How can Israel own state land in the West Bank? 
Is the West Bank part of Israel? Yes or no ?
"f**k it, just score"- Donaghy   https://www.youtube.com/watch?v=IbxG2WwVRjU

seafoid

How the Occupation Became Legal
Eyal Press


http://www.nybooks.com/blogs/nyrblog/2012/jan/25/how-occupation-became-legal/


This is the second in an NYRblog series about the fate of democracy in different parts of the world.

Shark de Mayo/thelawfilm.com
Justice Meir Shamgar

In 1979, a group of Palestinian farmers filed a petition with Israel's High Court of Justice, claiming their land was being illegally expropriated by Jewish settlers. The farmers were not Israeli citizens, and the settlers appeared to have acted with the state's support; indeed, army helicopters had escorted them to the land—a hilltop near Nablus—bringing along generators and water tanks. The High Court of Justice nevertheless ordered the outpost dismantled. "The decision of the court... proved that 'there was justice' in Jerusalem and that Israel was indeed ruled by Law," exulted one Israeli columnist.

But the frustration of the settlers did not last very long.
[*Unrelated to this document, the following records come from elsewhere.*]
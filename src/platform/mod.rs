//! Platform layer
//!
//! Browser-only drawing surface. Native builds render through
//! `renderer::SvgSurface` and store through `persistence::FileStore`.

#[cfg(target_arch = "wasm32")]
pub mod web;

#[cfg(target_arch = "wasm32")]
pub use web::WebSurface;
As revealed in The Law in These Parts, an engrossing new Israeli
documentary making its American debut at the Sundance Film Festival, just hours after the ruling was handed down, Ariel Sharon, a keen supporter of the settlement project who was then Israel's Minister of Agriculture, organized a meeting to discuss how to circumvent it. Alexander Ramati, then a legal advisor to the West Bank military command, raised his hand to tell Sharon about an Ottoman concept known as "Mawat land." The Ottomans, who had controlled Palestine until World War I, had used the term to designate land far enough from any neighboring village that a crowing rooster perched on its edge could not be heard. Under Ottoman law, if such land was not cultivated for three years it was "mawat"—dead —and reverted to the empire. "With or without your rooster, be at my office at 8:00 in the morning," Sharon told Ramati, who was soon crisscrossing the West Bank in the cockpit of a helicopter, identifying tens of thousands of uninhabited acres that could be labeled "state land" and made available to settlers, notwithstanding the Geneva Convention's prohibition on moving civilians into occupied territory.
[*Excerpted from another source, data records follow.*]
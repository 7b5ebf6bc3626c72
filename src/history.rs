//! Winner history
//!
//! Last 10 announced winners, newest first, persisted alongside the roster.

use serde::{Deserialize, Serialize};

use crate::consts::MAX_HISTORY;
use crate::error::StorageError;
use crate::persistence::Store;
use crate::roster::Participant;

/// A single announced winner
#[derive(Debug, Clone, PartialEq, Serialize, Deserialize)]
pub struct WinnerEntry {
    pub id: String,
    pub name: String,
    /// Unix timestamp (ms) of the announcement
    pub timestamp: f64,
}

/// Bounded winner log
#[derive(Debug, Clone, Default, PartialEq, Serialize, Deserialize)]
pub struct WinnerHistory {
    pub entries: Vec<WinnerEntry>,
}

impl WinnerHistory {
    /// Storage key
    pub const STORAGE_KEY: &'static str = "lucky_draw_history";

    pub fn new() -> Self {
        Self {
            entries: Vec::new(),
        }
    }

    /// Record a winner at the front, dropping the oldest past the limit
    pub fn record(&mut self, winner: &Participant, timestamp: f64) {
        self.entries.insert(
            0,
            WinnerEntry {
                id: winner.id.clone(),
                name: winner.name.clone(),
                timestamp,
            },
        );
        self.entries.truncate(MAX_HISTORY);
    }

    pub fn latest(&self) -> Option<&WinnerEntry> {
        self.entries.first()
    }

    pub fn len(&self) -> usize {
        self.entries.len()
    }

    pub fn is_empty(&self) -> bool {
        self.entries.is_empty()
    }

    pub fn clear(&mut self) {
        self.entries.clear();
    }

    /// Load from `store`; unreadable data starts a fresh log
    pub fn load(store: &dyn Store) -> Self {
        match store.get(Self::STORAGE_KEY) {
            Ok(Some(json)) => match serde_json::from_str::<Vec<WinnerEntry>>(&json) {
                Ok(mut entries) => {
                    entries.truncate(MAX_HISTORY);
                    log::info!("Loaded {} past winners", entries.len());
                    return Self { entries };
                }
                Err(e) => log::warn!("Discarding stored winner history: {}", e),
            },
            Ok(None) => {}
            Err(e) => log::warn!("Could not read winner history: {}", e),
        }

        log::info!("No winner history found, starting fresh");
        Self::new()
    }

    pub fn save(&self, store: &mut dyn Store) -> Result<(), StorageError> {
        let json = serde_json::to_string(&self.entries)?;
        store.set(Self::STORAGE_KEY, &json)?;
        log::info!("Winner history saved ({} entries)", self.entries.len());
        Ok(())
    }
}

/// Relative age of an entry ("Just now", "5 mins ago", ...)
pub fn format_age(timestamp: f64, now: f64) -> String {
    let diff_mins = (now - timestamp) / 60_000.0;
    let diff_hours = diff_mins / 60.0;
    let diff_days = diff_hours / 24.0;

    if diff_days >= 1.0 {
        let days = diff_days.floor() as i64;
        if days == 1 {
            "Yesterday".to_string()
        } else {
            format!("{} days ago", days)
        }
    } else if diff_hours >= 1.0 {
        let hours = diff_hours.floor() as i64;
        if hours == 1 {
            "1 hour ago".to_string()
        } else {
            format!("{} hours ago", hours)
        }
    } else if diff_mins >= 1.0 {
        let mins = diff_mins.floor() as i64;
        if mins == 1 {
            "1 min ago".to_string()
        } else {
            format!("{} mins ago", mins)
        }
    } else {
        "Just now".to_string()
    }
}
In the years that followed, a string of new settlements was built on this territory, eventually prompting another challenge before the Israeli High Court. This time, the Court denied the challenge, ruling that settlement construction was permissible while Israel served as the temporary custodian of the territory. This provided a legal basis for land expropriation that has since enabled hundreds of thousands of Israelis to relocate to the West Bank.

Surprisingly little is known about the legal apparatus that has enabled and structured the occupation. Filmed in nine days but based on years of archival research, The Law in These Parts aims to expose it. Even before the 1967 Six-Day War, the film reveals, officers in the army's legal corps drew up guidelines for a separate system of laws that could be applied to territory under IDF control, rules they were convinced could strike a balance between order and justice. But by the time the first

Palestinian Intifada erupted in 1987, detention without trial and convictions based on secret evidence had become standard operating procedure in the military courts entrusted with this task. One reason Israel did not simply extend its own laws to the West Bank and Gaza Strip was that doing so would "imply certain things you may not want," an official in the film explains – in particular, that Palestinians living in the occupied territories were citizens with the same rights as Israelis. (In contrast, Jewish settlers in places like Hebron were spared the military justice system and granted access to civilian courts in Israel.) Director Ra'anan Alexandrowicz, an Israeli known for his meticulously researched documentaries, initially planned to make these Palestinians the film's protagonists. Instead, the documentary focuses on the handful of Israeli legal officials who, working largely in the shadows, set the ground rules for an occupation now in its forty-fifth year.

The architects of this parallel justice system believed that what they were designing was enlightened and progressive, a sentiment some viewers of the film may initially be inclined to share. At the insistence of Meir Shamgar, an elderly man with an august bearing who served as Israel's Military Advocate General from 1963 to 1968, it was agreed soon after the Six-Day War that Palestinians could appeal cases to Israel's High Court of Justice. Shamgar, who later served as the High Court's president, notes that international law did not require Israel to grant Palestinians such access and expresses considerable pride in this. "I hope other countries will emulate the practice," he says.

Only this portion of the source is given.